Jack coughs, and it doesn’t hurt. “Yeah, yeah.”

She peers down at him. “You’d obviously be off the mission roster for several months, if I still had that option.”

“Good thing you don’t, then.” He pulls himself up — God, he hates the tug of an IV on the back of his hand — and Fraiser helps until he’s half-sitting. His head swims, but then it’s okay. “Where’s Sam?”

“Asleep, and no, I’m not going to wake her. I only convinced her to go a few hours ago.”

“Aw, Doc — ”

“You can beg all you want,” she says with a familiar, but strained, smile. “You know I won’t give in. She’ll wake up when she wakes up. Now, want some water?”

*

When Carter appears three hours later, Jack’s had lots of water, kept down some soup and crackers from the mess, and wheedled Fraiser into removing the IV. He picks at the band-aid.

Daniel follows on Carter’s heels. “You should’ve called us, Janet,” he says. His arm is still in the sling. “How long has he been awake?”

“Long enough for Sam to get some rest.”

Daniel complains some more, but looks narrowly at Jack, then at Carter, and follows Janet into her office.

Carter stands by his bed. “Hey,” she says. She’s had a shower, and she’s less green, but her jaw is still tight and her face still tired.

“Hey.”

“You look a lot better.”

He smiles and reaches for her hand. “So do you.”
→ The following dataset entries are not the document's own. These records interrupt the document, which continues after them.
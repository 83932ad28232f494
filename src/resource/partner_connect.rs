//! Partner attachments: private links between VPCs and a network-as-a-service
//! provider
//!
//! The same attachment API is served under two roots. `partner_network_connect`
//! is current, `partner_connect` is the older name. Responses wrap attachments
//! under whichever key the root uses, so decoding accepts all of them.

use crate::api::options::is_zero;
use crate::api::{add_options, require_non_empty, Client, ListOptions, Response, Result};
use chrono::{DateTime, Utc};
use serde::{Deserialize, Serialize};

pub const PARTNER_NETWORK_CONNECT_PATH: &str = "/v2/partner_network_connect/attachments";
pub const PARTNER_CONNECT_PATH: &str = "/v2/partner_connect/attachments";

#[derive(Debug, Clone, Default, PartialEq, Eq, Serialize, Deserialize)]
pub struct PartnerAttachment {
    #[serde(default)]
    pub id: String,
    #[serde(default)]
    pub name: String,
    #[serde(default)]
    pub state: String,
    #[serde(default)]
    pub connection_bandwidth_in_mbps: u32,
    #[serde(default)]
    pub region: String,
    #[serde(default)]
    pub naas_provider: String,
    #[serde(default)]
    pub vpc_ids: Vec<String>,
    #[serde(default, skip_serializing_if = "is_zero")]
    pub bgp: Bgp,
    #[serde(default, skip_serializing_if = "String::is_empty")]
    pub redundancy_zone: String,
    #[serde(default, skip_serializing_if = "Option::is_none")]
    pub created_at: Option<DateTime<Utc>>,
}

/// BGP session settings. Responses name the ASNs either `local_asn` or
/// `local_router_asn` (likewise for the peer).
#[derive(Debug, Clone, Default, PartialEq, Eq, Serialize, Deserialize)]
pub struct Bgp {
    #[serde(default, alias = "local_router_asn", skip_serializing_if = "is_zero")]
    pub local_asn: u32,
    #[serde(default, skip_serializing_if = "String::is_empty")]
    pub local_router_ip: String,
    #[serde(default, alias = "peer_router_asn", skip_serializing_if = "is_zero")]
    pub peer_asn: u32,
    #[serde(default, skip_serializing_if = "String::is_empty")]
    pub peer_router_ip: String,
    #[serde(default, skip_serializing_if = "String::is_empty")]
    pub auth_key: String,
}

#[derive(Debug, Clone, Default, PartialEq, Eq)]
pub struct PartnerAttachmentCreateRequest {
    pub name: String,
    pub connection_bandwidth_in_mbps: u32,
    pub region: String,
    pub naas_provider: String,
    pub vpc_ids: Vec<String>,
    /// Left out of the request body when default
    pub bgp: Bgp,
    pub redundancy_zone: String,
}

/// Wire form of a create. BGP ASNs are sent as `*_router_asn`.
#[derive(Serialize)]
struct CreateBody<'a> {
    #[serde(skip_serializing_if = "str::is_empty")]
    name: &'a str,
    #[serde(skip_serializing_if = "is_zero")]
    connection_bandwidth_in_mbps: u32,
    #[serde(skip_serializing_if = "str::is_empty")]
    region: &'a str,
    #[serde(skip_serializing_if = "str::is_empty")]
    naas_provider: &'a str,
    #[serde(skip_serializing_if = "<[String]>::is_empty")]
    vpc_ids: &'a [String],
    #[serde(skip_serializing_if = "Option::is_none")]
    bgp: Option<BgpInput<'a>>,
    #[serde(skip_serializing_if = "str::is_empty")]
    redundancy_zone: &'a str,
}

#[derive(Serialize)]
struct BgpInput<'a> {
    #[serde(rename = "local_router_asn", skip_serializing_if = "is_zero")]
    local_asn: u32,
    #[serde(skip_serializing_if = "str::is_empty")]
    local_router_ip: &'a str,
    #[serde(rename = "peer_router_asn", skip_serializing_if = "is_zero")]
    peer_asn: u32,
    #[serde(skip_serializing_if = "str::is_empty")]
    peer_router_ip: &'a str,
    #[serde(skip_serializing_if = "str::is_empty")]
    auth_key: &'a str,
}

impl PartnerAttachmentCreateRequest {
    fn body(&self) -> CreateBody<'_> {
        let bgp = (self.bgp != Bgp::default()).then(|| BgpInput {
            local_asn: self.bgp.local_asn,
            local_router_ip: &self.bgp.local_router_ip,
            peer_asn: self.bgp.peer_asn,
            peer_router_ip: &self.bgp.peer_router_ip,
            auth_key: &self.bgp.auth_key,
        });
        CreateBody {
            name: &self.name,
            connection_bandwidth_in_mbps: self.connection_bandwidth_in_mbps,
            region: &self.region,
            naas_provider: &self.naas_provider,
            vpc_ids: &self.vpc_ids,
            bgp,
            redundancy_zone: &self.redundancy_zone,
        }
    }
}

#[derive(Debug, Clone, Default, PartialEq, Eq, Serialize)]
pub struct PartnerAttachmentUpdateRequest {
    #[serde(skip_serializing_if = "String::is_empty")]
    pub name: String,
    #[serde(skip_serializing_if = "Vec::is_empty")]
    pub vpc_ids: Vec<String>,
}

#[derive(Debug, Clone, Default, PartialEq, Eq, Serialize)]
pub struct PartnerAttachmentSetRoutesRequest {
    /// CIDRs reachable on the provider side
    #[serde(skip_serializing_if = "Vec::is_empty")]
    pub routes: Vec<String>,
}

#[derive(Debug, Clone, Default, PartialEq, Eq, Serialize, Deserialize)]
pub struct ServiceKey {
    #[serde(default)]
    pub value: String,
    #[serde(default)]
    pub state: String,
    #[serde(default, skip_serializing_if = "Option::is_none")]
    pub created_at: Option<DateTime<Utc>>,
}

#[derive(Debug, Clone, Default, PartialEq, Eq, Serialize, Deserialize)]
pub struct RemoteRoute {
    #[serde(default)]
    pub id: String,
    #[serde(default)]
    pub cidr: String,
}

#[derive(Debug, Clone, Default, PartialEq, Eq, Serialize, Deserialize)]
pub struct BgpAuthKey {
    #[serde(default)]
    pub value: String,
}

#[derive(Deserialize)]
struct AttachmentRoot {
    #[serde(
        alias = "partner_attachment",
        alias = "partner_network_connect",
        alias = "partner_connect",
        alias = "partner_interconnect_attachment"
    )]
    attachment: PartnerAttachment,
}

#[derive(Deserialize)]
struct AttachmentsRoot {
    #[serde(
        default,
        alias = "partner_attachments",
        alias = "partner_network_connects",
        alias = "partner_connects",
        alias = "partner_interconnect_attachments"
    )]
    attachments: Vec<PartnerAttachment>,
}

#[derive(Deserialize)]
struct ServiceKeyRoot {
    service_key: ServiceKey,
}

#[derive(Deserialize)]
struct RemoteRoutesRoot {
    #[serde(default)]
    remote_routes: Vec<RemoteRoute>,
}

#[derive(Deserialize)]
struct BgpAuthKeyRoot {
    bgp_auth_key: BgpAuthKey,
}

pub struct PartnerAttachmentsService<'a> {
    client: &'a Client,
    base: &'static str,
}

impl<'a> PartnerAttachmentsService<'a> {
    pub(crate) fn new(client: &'a Client, base: &'static str) -> Self {
        Self { client, base }
    }

    pub async fn list(&self, opts: &ListOptions) -> Result<(Vec<PartnerAttachment>, Response)> {
        let path = add_options(self.base, opts)?;
        let (root, resp): (AttachmentsRoot, _) = self.client.get(&path).await?;
        Ok((root.attachments, resp))
    }

    pub async fn create(
        &self,
        req: &PartnerAttachmentCreateRequest,
    ) -> Result<(PartnerAttachment, Response)> {
        let (root, resp): (AttachmentRoot, _) = self.client.post(self.base, &req.body()).await?;
        Ok((root.attachment, resp))
    }

    pub async fn get(&self, id: &str) -> Result<(PartnerAttachment, Response)> {
        let path = self.attachment_path(id)?;
        let (root, resp): (AttachmentRoot, _) = self.client.get(&path).await?;
        Ok((root.attachment, resp))
    }

    pub async fn update(
        &self,
        id: &str,
        req: &PartnerAttachmentUpdateRequest,
    ) -> Result<(PartnerAttachment, Response)> {
        let path = self.attachment_path(id)?;
        let (root, resp): (AttachmentRoot, _) = self.client.patch(&path, req).await?;
        Ok((root.attachment, resp))
    }

    pub async fn delete(&self, id: &str) -> Result<Response> {
        let path = self.attachment_path(id)?;
        self.client.delete(&path).await
    }

    pub async fn get_service_key(&self, id: &str) -> Result<(ServiceKey, Response)> {
        let path = format!("{}/service_key", self.attachment_path(id)?);
        let (root, resp): (ServiceKeyRoot, _) = self.client.get(&path).await?;
        Ok((root.service_key, resp))
    }

    /// Ask for a new service key. The API acknowledges with an empty body;
    /// fetch the key afterwards with [`Self::get_service_key`].
    pub async fn regenerate_service_key(&self, id: &str) -> Result<Response> {
        let path = format!("{}/service_key", self.attachment_path(id)?);
        self.client
            .send_empty(reqwest::Method::POST, &path, None::<&()>)
            .await
    }

    pub async fn list_routes(&self, id: &str, opts: &ListOptions) -> Result<(Vec<RemoteRoute>, Response)> {
        let path = add_options(&format!("{}/remote_routes", self.attachment_path(id)?), opts)?;
        let (root, resp): (RemoteRoutesRoot, _) = self.client.get(&path).await?;
        Ok((root.remote_routes, resp))
    }

    pub async fn set_routes(
        &self,
        id: &str,
        req: &PartnerAttachmentSetRoutesRequest,
    ) -> Result<(PartnerAttachment, Response)> {
        let path = format!("{}/remote_routes", self.attachment_path(id)?);
        let (root, resp): (AttachmentRoot, _) = self.client.put(&path, req).await?;
        Ok((root.attachment, resp))
    }

    pub async fn get_bgp_auth_key(&self, id: &str) -> Result<(BgpAuthKey, Response)> {
        let path = format!("{}/bgp_auth_key", self.attachment_path(id)?);
        let (root, resp): (BgpAuthKeyRoot, _) = self.client.get(&path).await?;
        Ok((root.bgp_auth_key, resp))
    }

    fn attachment_path(&self, id: &str) -> Result<String> {
        require_non_empty("id", id)?;
        Ok(format!("{}/{}", self.base, urlencoding::encode(id)))
    }
}

#[cfg(test)]
mod tests {
    use super::*;
    use serde_json::json;

    fn create_request() -> PartnerAttachmentCreateRequest {
        PartnerAttachmentCreateRequest {
            name: "my-new-partner-connect".to_string(),
            connection_bandwidth_in_mbps: 50,
            region: "NYC".to_string(),
            naas_provider: "MEGAPORT".to_string(),
            vpc_ids: vec!["f5a0c5e4-7537-47de-bb8d-46c766f89ffb".to_string()],
            ..Default::default()
        }
    }

    #[test]
    fn test_create_body_without_bgp() {
        let req = create_request();
        assert_eq!(
            serde_json::to_value(req.body()).unwrap(),
            json!({
                "name": "my-new-partner-connect",
                "connection_bandwidth_in_mbps": 50,
                "region": "NYC",
                "naas_provider": "MEGAPORT",
                "vpc_ids": ["f5a0c5e4-7537-47de-bb8d-46c766f89ffb"]
            })
        );
    }

    #[test]
    fn test_create_body_renames_asns() {
        let req = PartnerAttachmentCreateRequest {
            bgp: Bgp {
                local_asn: 64532,
                local_router_ip: "169.250.0.1".to_string(),
                peer_asn: 133937,
                peer_router_ip: "169.250.0.6".to_string(),
                auth_key: String::new(),
            },
            redundancy_zone: "MEGAPORT_BLUE".to_string(),
            ..create_request()
        };
        let body = serde_json::to_value(req.body()).unwrap();
        assert_eq!(
            body["bgp"],
            json!({
                "local_router_asn": 64532,
                "local_router_ip": "169.250.0.1",
                "peer_router_asn": 133937,
                "peer_router_ip": "169.250.0.6"
            })
        );
        assert_eq!(body["redundancy_zone"], "MEGAPORT_BLUE");
    }

    #[test]
    fn test_bgp_accepts_router_asn_names() {
        let bgp: Bgp = serde_json::from_value(json!({
            "local_router_asn": 64532,
            "peer_router_asn": 133937
        }))
        .unwrap();
        assert_eq!(bgp.local_asn, 64532);
        assert_eq!(bgp.peer_asn, 133937);
    }

    #[test]
    fn test_attachment_root_keys() {
        for key in ["partner_attachment", "partner_network_connect", "partner_interconnect_attachment"] {
            let root: AttachmentRoot = serde_json::from_value(json!({key: {"id": "a1"}})).unwrap();
            assert_eq!(root.attachment.id, "a1", "{}", key);
        }
        let root: AttachmentsRoot =
            serde_json::from_value(json!({"partner_connects": [{"id": "a1"}, {"id": "a2"}]})).unwrap();
        assert_eq!(root.attachments.len(), 2);
    }
}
“They don’t know,” she says softly, jerking her chin at the office door. “Dad talked General Hammond into keeping the whole thing under wraps for now.”

“No Tok’ra state secrets,” Jack says. “Right.” He’ll be just as happy if nobody ever finds out, even their closest friends. And he knows Carter gets that.

General Hammond strides into the infirmary a few minutes later; he glances at the only nurse in the room and she scurries away. Carter straightens her back, but doesn’t release Jack’s hand.

Hammond stands at the foot of the bed. He looks exhausted, too; he greeted them in the gate room, and Jack’s sure he hasn’t slept since. “How’re you feeling, Jack?”

“Alive,” Jack says.

The general chuckles.

“And just so you know, sir? Next time we’re saying no.”

“So I’ve been told,” Hammond says, with a glance at Carter. “I’m sorry it wasn’t the cakewalk Jacob was hoping for.”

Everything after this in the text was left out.